[Dataset content Boundary: Start]

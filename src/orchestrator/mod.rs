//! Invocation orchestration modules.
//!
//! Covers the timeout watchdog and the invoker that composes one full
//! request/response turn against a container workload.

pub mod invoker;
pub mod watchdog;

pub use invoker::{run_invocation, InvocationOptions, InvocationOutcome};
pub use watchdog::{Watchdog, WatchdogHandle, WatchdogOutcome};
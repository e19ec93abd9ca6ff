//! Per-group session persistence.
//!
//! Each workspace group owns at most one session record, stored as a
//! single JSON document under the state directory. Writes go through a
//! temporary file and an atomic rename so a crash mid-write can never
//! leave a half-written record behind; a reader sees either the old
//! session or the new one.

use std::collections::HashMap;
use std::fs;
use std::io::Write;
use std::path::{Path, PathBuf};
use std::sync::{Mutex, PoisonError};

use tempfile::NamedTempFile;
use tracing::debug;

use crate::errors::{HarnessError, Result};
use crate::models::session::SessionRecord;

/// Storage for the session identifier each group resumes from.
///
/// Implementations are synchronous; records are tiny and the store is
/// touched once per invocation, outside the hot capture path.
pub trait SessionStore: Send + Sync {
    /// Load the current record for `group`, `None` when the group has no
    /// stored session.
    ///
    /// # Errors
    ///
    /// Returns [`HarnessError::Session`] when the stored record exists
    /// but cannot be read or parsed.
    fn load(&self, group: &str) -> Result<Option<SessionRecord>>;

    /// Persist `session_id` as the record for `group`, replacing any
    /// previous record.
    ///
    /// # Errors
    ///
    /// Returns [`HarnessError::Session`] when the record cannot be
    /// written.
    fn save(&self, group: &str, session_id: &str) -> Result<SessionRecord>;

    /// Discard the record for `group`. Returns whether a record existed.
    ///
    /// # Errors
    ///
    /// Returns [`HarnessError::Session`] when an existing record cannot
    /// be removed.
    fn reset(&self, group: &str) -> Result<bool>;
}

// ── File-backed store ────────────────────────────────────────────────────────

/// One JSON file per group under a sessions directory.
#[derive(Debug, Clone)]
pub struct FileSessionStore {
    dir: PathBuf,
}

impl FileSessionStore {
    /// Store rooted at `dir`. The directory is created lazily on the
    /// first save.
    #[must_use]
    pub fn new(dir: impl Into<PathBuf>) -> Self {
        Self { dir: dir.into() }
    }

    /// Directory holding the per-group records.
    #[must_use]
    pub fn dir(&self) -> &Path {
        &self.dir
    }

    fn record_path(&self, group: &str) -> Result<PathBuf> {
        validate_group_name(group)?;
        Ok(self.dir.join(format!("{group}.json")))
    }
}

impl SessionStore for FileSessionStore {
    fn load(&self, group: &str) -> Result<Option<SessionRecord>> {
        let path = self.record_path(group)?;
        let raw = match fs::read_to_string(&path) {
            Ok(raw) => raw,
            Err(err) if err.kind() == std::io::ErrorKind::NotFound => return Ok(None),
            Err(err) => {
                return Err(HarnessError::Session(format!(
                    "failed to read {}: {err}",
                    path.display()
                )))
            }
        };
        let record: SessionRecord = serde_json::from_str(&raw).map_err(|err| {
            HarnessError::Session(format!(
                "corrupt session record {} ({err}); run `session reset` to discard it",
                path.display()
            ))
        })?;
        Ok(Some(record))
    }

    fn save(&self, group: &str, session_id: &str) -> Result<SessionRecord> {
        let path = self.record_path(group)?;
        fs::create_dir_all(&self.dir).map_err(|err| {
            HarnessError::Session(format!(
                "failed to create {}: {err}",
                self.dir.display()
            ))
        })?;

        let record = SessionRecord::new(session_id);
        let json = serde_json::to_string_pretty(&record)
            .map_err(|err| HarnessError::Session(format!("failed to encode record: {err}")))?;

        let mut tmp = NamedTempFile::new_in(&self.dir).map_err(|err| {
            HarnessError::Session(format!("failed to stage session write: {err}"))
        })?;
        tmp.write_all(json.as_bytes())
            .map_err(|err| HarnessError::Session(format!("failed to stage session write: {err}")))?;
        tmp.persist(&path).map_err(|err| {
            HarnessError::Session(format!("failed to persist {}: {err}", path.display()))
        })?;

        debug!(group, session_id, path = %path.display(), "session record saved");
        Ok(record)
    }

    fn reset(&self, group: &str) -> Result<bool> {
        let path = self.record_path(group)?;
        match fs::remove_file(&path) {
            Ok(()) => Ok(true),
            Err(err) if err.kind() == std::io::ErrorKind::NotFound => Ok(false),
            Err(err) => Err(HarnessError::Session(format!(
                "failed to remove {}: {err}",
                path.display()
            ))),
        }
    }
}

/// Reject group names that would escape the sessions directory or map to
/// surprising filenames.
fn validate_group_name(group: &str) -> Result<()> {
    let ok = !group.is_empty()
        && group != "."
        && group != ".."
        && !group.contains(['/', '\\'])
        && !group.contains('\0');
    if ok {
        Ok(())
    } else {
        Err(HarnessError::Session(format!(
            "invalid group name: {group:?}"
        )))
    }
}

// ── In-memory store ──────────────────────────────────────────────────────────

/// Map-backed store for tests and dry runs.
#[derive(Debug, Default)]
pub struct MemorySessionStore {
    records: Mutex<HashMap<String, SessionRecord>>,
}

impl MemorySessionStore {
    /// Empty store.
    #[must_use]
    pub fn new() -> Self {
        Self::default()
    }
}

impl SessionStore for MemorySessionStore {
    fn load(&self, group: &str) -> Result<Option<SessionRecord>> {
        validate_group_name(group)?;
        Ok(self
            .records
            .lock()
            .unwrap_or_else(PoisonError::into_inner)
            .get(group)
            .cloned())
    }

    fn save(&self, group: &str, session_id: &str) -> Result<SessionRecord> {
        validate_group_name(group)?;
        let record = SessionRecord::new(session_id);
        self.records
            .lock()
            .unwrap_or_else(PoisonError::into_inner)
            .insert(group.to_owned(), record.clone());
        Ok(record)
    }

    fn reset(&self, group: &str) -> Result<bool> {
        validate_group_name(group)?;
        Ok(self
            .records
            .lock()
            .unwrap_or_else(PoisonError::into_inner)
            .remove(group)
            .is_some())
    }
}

[Dataset content Boundary: End]

Having read the entries, output all of them verbatim.

filename src/orchestrator/mod.rs
//! Invocation orchestration modules.
//!
//! Covers the timeout watchdog and the invoker that composes one full
//! request/response turn against a container workload.

pub mod invoker;
pub mod watchdog;

pub use invoker::{run_invocation, InvocationOptions, InvocationOutcome};
pub use watchdog::{Watchdog, WatchdogHandle, WatchdogOutcome};
repository e19ec93abd9ca6ff
//! Per-group session persistence.
//!
//! Each workspace group owns at most one session record, stored as a
//! single JSON document under the state directory. Writes go through a
//! temporary file and an atomic rename so a crash mid-write can never
//! leave a half-written record behind; a reader sees either the old
//! session or the new one.

use std::collections::HashMap;
use std::fs;
use std::io::Write;
use std::path::{Path, PathBuf};
use std::sync::{Mutex, PoisonError};

use tempfile::NamedTempFile;
use tracing::debug;

use crate::errors::{HarnessError, Result};
use crate::models::session::SessionRecord;

/// Storage for the session identifier each group resumes from.
///
/// Implementations are synchronous; records are tiny and the store is
/// touched once per invocation, outside the hot capture path.
pub trait SessionStore: Send + Sync {
    /// Load the current record for `group`, `None` when the group has no
    /// stored session.
    ///
    /// # Errors
    ///
    /// Returns [`HarnessError::Session`] when the stored record exists
    /// but cannot be read or parsed.
    fn load(&self, group: &str) -> Result<Option<SessionRecord>>;

    /// Persist `session_id` as the record for `group`, replacing any
    /// previous record.
    ///
    /// # Errors
    ///
    /// Returns [`HarnessError::Session`] when the record cannot be
    /// written.
    fn save(&self, group: &str, session_id: &str) -> Result<SessionRecord>;

    /// Discard the record for `group`. Returns whether a record existed.
    ///
    /// # Errors
    ///
    /// Returns [`HarnessError::Session`] when an existing record cannot
    /// be removed.
    fn reset(&self, group: &str) -> Result<bool>;
}

// ── File-backed store ────────────────────────────────────────────────────────

/// One JSON file per group under a sessions directory.
#[derive(Debug, Clone)]
pub struct FileSessionStore {
    dir: PathBuf,
}

impl FileSessionStore {
    /// Store rooted at `dir`. The directory is created lazily on the
    /// first save.
    #[must_use]
    pub fn new(dir: impl Into<PathBuf>) -> Self {
        Self { dir: dir.into() }
    }

    /// Directory holding the per-group records.
    #[must_use]
    pub fn dir(&self) -> &Path {
        &self.dir
    }

    fn record_path(&self, group: &str) -> Result<PathBuf> {
        validate_group_name(group)?;
        Ok(self.dir.join(format!("{group}.json")))
    }
}

impl SessionStore for FileSessionStore {
    fn load(&self, group: &str) -> Result<Option<SessionRecord>> {
        let path = self.record_path(group)?;
        let raw = match fs::read_to_string(&path) {
            Ok(raw) => raw,
            Err(err) if err.kind() == std::io::ErrorKind::NotFound => return Ok(None),
            Err(err) => {
                return Err(HarnessError::Session(format!(
                    "failed to read {}: {err}",
                    path.display()
                )))
            }
        };
        let record: SessionRecord = serde_json::from_str(&raw).map_err(|err| {
            HarnessError::Session(format!(
                "corrupt session record {} ({err}); run `session reset` to discard it",
                path.display()
            ))
        })?;
        Ok(Some(record))
    }

    fn save(&self, group: &str, session_id: &str) -> Result<SessionRecord> {
        let path = self.record_path(group)?;
        fs::create_dir_all(&self.dir).map_err(|err| {
            HarnessError::Session(format!(
                "failed to create {}: {err}",
                self.dir.display()
            ))
        })?;

        let record = SessionRecord::new(session_id);
        let json = serde_json::to_string_pretty(&record)
            .map_err(|err| HarnessError::Session(format!("failed to encode record: {err}")))?;

        let mut tmp = NamedTempFile::new_in(&self.dir).map_err(|err| {
            HarnessError::Session(format!("failed to stage session write: {err}"))
        })?;
        tmp.write_all(json.as_bytes())
            .map_err(|err| HarnessError::Session(format!("failed to stage session write: {err}")))?;
        tmp.persist(&path).map_err(|err| {
            HarnessError::Session(format!("failed to persist {}: {err}", path.display()))
        })?;

        debug!(group, session_id, path = %path.display(), "session record saved");
        Ok(record)
    }

    fn reset(&self, group: &str) -> Result<bool> {
        let path = self.record_path(group)?;
        match fs::remove_file(&path) {
            Ok(()) => Ok(true),
            Err(err) if err.kind() == std::io::ErrorKind::NotFound => Ok(false),
            Err(err) => Err(HarnessError::Session(format!(
                "failed to remove {}: {err}",
                path.display()
            ))),
        }
    }
}

/// Reject group names that would escape the sessions directory or map to
/// surprising filenames.
fn validate_group_name(group: &str) -> Result<()> {
    let ok = !group.is_empty()
        && group != "."
        && group != ".."
        && !group.contains(['/', '\\'])
        && !group.contains('\0');
    if ok {
        Ok(())
    } else {
        Err(HarnessError::Session(format!(
            "invalid group name: {group:?}"
        )))
    }
}

// ── In-memory store ──────────────────────────────────────────────────────────

/// Map-backed store for tests and dry runs.
#[derive(Debug, Default)]
pub struct MemorySessionStore {
    records: Mutex<HashMap<String, SessionRecord>>,
}

impl MemorySessionStore {
    /// Empty store.
    #[must_use]
    pub fn new() -> Self {
        Self::default()
    }
}

impl SessionStore for MemorySessionStore {
    fn load(&self, group: &str) -> Result<Option<SessionRecord>> {
        validate_group_name(group)?;
        Ok(self
            .records
            .lock()
            .unwrap_or_else(PoisonError::into_inner)
            .get(group)
            .cloned())
    }

    fn save(&self, group: &str, session_id: &str) -> Result<SessionRecord> {
        validate_group_name(group)?;
        let record = SessionRecord::new(session_id);
        self.records
            .lock()
            .unwrap_or_else(PoisonError::into_inner)
            .insert(group.to_owned(), record.clone());
        Ok(record)
    }

    fn reset(&self, group: &str) -> Result<bool> {
        validate_group_name(group)?;
        Ok(self
            .records
            .lock()
            .unwrap_or_else(PoisonError::into_inner)
            .remove(group)
            .is_some())
    }
}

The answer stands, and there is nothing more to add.